The CN field should contain a Subject Name not a domain name, but when the Netscape found out this SSL thing, they missed to define its greatest market.
Simply there was not certificate field defined for the Server URL.
This was solved to put the domain into the CN field, and nowadays usage of the CN field is deprecated, but still widely used.
The CN can hold only one domain name.
The general rules for this:
CN - put here your main URL (for compatibility)
SAN - put all your domain here, repeat the CN because its not in right place there, but its used for that...
If you found a correct implementation, the answers for your questions will be the followings:
Has this setup a special meaning, or any [dis]advantages over setting both CNs?
You cant set both CNs, because CN can hold only one name.
You can make with 2 simple CN certificate instead one CN+SAN certificate, but you need 2 IP addresses for this.
What happens on server-side if the other one, host.domain.tld, is being requested?
It doesn't matter whats happen on server side.
In short:
When a browser client connects to this server, then the browser sends encrypted packages, which are encrypted with the public key of the server. Server decrypts the package, and if server can decrypt, then it was encrypted for the server.

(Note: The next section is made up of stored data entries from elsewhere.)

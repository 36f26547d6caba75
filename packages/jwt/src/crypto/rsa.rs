//! RSASSA-PKCS1-v1_5 signatures (RS256, RS384, RS512)

use crate::algorithms::JwsAlgorithm;
use crate::error::{JwtError, JwtResult};
use joset_key::pem;
use rsa::pkcs1v15::{Signature, SigningKey, VerifyingKey};
use rsa::sha2::{Sha256, Sha384, Sha512};
use rsa::signature::{SignatureEncoding, Signer, Verifier};

/// Sign with a PKCS#1 or PKCS#8 RSA private key in PEM
pub(crate) fn sign(alg: JwsAlgorithm, message: &[u8], private_pem: &str) -> JwtResult<Vec<u8>> {
    let private = pem::rsa_private_key(private_pem)?;
    let signature = match alg.bits() {
        256 => SigningKey::<Sha256>::new(private).try_sign(message),
        384 => SigningKey::<Sha384>::new(private).try_sign(message),
        _ => SigningKey::<Sha512>::new(private).try_sign(message),
    }
    .map_err(|e| JwtError::Crypto(format!("RSA signing failed: {e}")))?;
    Ok(signature.to_vec())
}

/// Verify against a public key, certificate or private key in PEM
pub(crate) fn verify(
    alg: JwsAlgorithm,
    message: &[u8],
    signature: &[u8],
    public_pem: &str,
) -> JwtResult<bool> {
    let public = pem::rsa_public_key(public_pem)?;
    let signature = Signature::try_from(signature)
        .map_err(|e| JwtError::Crypto(format!("RSA signature encoding: {e}")))?;
    let verified = match alg.bits() {
        256 => VerifyingKey::<Sha256>::new(public).verify(message, &signature),
        384 => VerifyingKey::<Sha384>::new(public).verify(message, &signature),
        _ => VerifyingKey::<Sha512>::new(public).verify(message, &signature),
    };
    Ok(verified.is_ok())
}
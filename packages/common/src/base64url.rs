//! Base64url codec (RFC 7515 §2)
//!
//! Encoding is URL-safe without padding. Segment decoding is strict apart from
//! optional `=` padding, so every byte string has exactly one accepted
//! spelling. [`decode_lenient`] is for base64 key text only.

use crate::error::Result;
use base64::{
    Engine as _,
    alphabet,
    engine::{DecodePaddingMode, GeneralPurpose, GeneralPurposeConfig, general_purpose::URL_SAFE_NO_PAD},
};

const SEGMENT: GeneralPurpose = GeneralPurpose::new(
    &alphabet::URL_SAFE,
    GeneralPurposeConfig::new().with_decode_padding_mode(DecodePaddingMode::Indifferent),
);

const LENIENT: GeneralPurpose = GeneralPurpose::new(
    &alphabet::URL_SAFE,
    GeneralPurposeConfig::new()
        .with_decode_padding_mode(DecodePaddingMode::Indifferent)
        .with_decode_allow_trailing_bits(true),
);

/// Base64 URL-safe encoding without padding
#[inline]
#[must_use]
pub fn encode(input: impl AsRef<[u8]>) -> String {
    URL_SAFE_NO_PAD.encode(input)
}

/// Decode a compact token segment
///
/// URL-safe alphabet only, `=` padding optional, unused trailing bits must
/// be zero.
///
/// # Errors
///
/// Returns `DecodeError` for any other input, including whitespace and the
/// standard alphabet's `+` / `/`.
pub fn decode(input: impl AsRef<[u8]>) -> Result<Vec<u8>> {
    Ok(SEGMENT.decode(input)?)
}

/// Tolerant base64 / base64url decoding for key text
///
/// Accepts either alphabet, with or without padding, ignoring ASCII
/// whitespace.
///
/// # Errors
///
/// Returns `DecodeError` when the input contains characters outside both
/// alphabets or has an impossible length.
pub fn decode_lenient(input: impl AsRef<[u8]>) -> Result<Vec<u8>> {
    let normalized: Vec<u8> = input
        .as_ref()
        .iter()
        .filter(|b| !b.is_ascii_whitespace())
        .map(|&b| match b {
            b'+' => b'-',
            b'/' => b'_',
            other => other,
        })
        .collect();
    Ok(LENIENT.decode(normalized)?)
}
//! Concrete futures for the asynchronous token operations
//!
//! The work runs on a spawned tokio task and reports back over a oneshot
//! channel; a dropped sender resolves to [`JwtError::TaskJoinError`].

use crate::error::{JwtError, JwtResult};
use crate::token::VerifiedToken;
use std::{
    future::Future,
    pin::Pin,
    task::{Context, Poll},
};
use tokio::sync::oneshot;

/// Future resolving to a compact JWE
pub struct TokenGenerationFuture {
    rx: oneshot::Receiver<JwtResult<String>>,
}

impl TokenGenerationFuture {
    pub(crate) fn new(rx: oneshot::Receiver<JwtResult<String>>) -> Self {
        Self { rx }
    }
}

impl Future for TokenGenerationFuture {
    type Output = JwtResult<String>;

    fn poll(mut self: Pin<&mut Self>, cx: &mut Context<'_>) -> Poll<Self::Output> {
        match Pin::new(&mut self.rx).poll(cx) {
            Poll::Ready(Ok(result)) => Poll::Ready(result),
            Poll::Ready(Err(_)) => Poll::Ready(Err(JwtError::TaskJoinError)),
            Poll::Pending => Poll::Pending,
        }
    }
}

/// Future resolving to the outcome of [`ParsedToken::verify_async`]
///
/// [`ParsedToken::verify_async`]: crate::ParsedToken::verify_async
pub struct TokenVerificationFuture {
    rx: oneshot::Receiver<JwtResult<VerifiedToken>>,
}

impl TokenVerificationFuture {
    pub(crate) fn new(rx: oneshot::Receiver<JwtResult<VerifiedToken>>) -> Self {
        Self { rx }
    }
}

impl Future for TokenVerificationFuture {
    type Output = JwtResult<VerifiedToken>;

    fn poll(mut self: Pin<&mut Self>, cx: &mut Context<'_>) -> Poll<Self::Output> {
        match Pin::new(&mut self.rx).poll(cx) {
            Poll::Ready(Ok(result)) => Poll::Ready(result),
            Poll::Ready(Err(_)) => Poll::Ready(Err(JwtError::TaskJoinError)),
            Poll::Pending => Poll::Pending,
        }
    }
}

The server doesn't know anything from the client before decrypt, because only the IP address is not encrypted trough the connection. This is why you need 2 IPs for 2 certificates. (Forget SNI, there is too much XP out there still now.)
On client side the browser gets the CN, then the SAN until all of the are checked.
If one of the names matches for the site, then the URL verification was done by the browser.
(im not talking on the certificate verification, of course a lot of ocsp, crl, aia request and answers travels on the net every time.)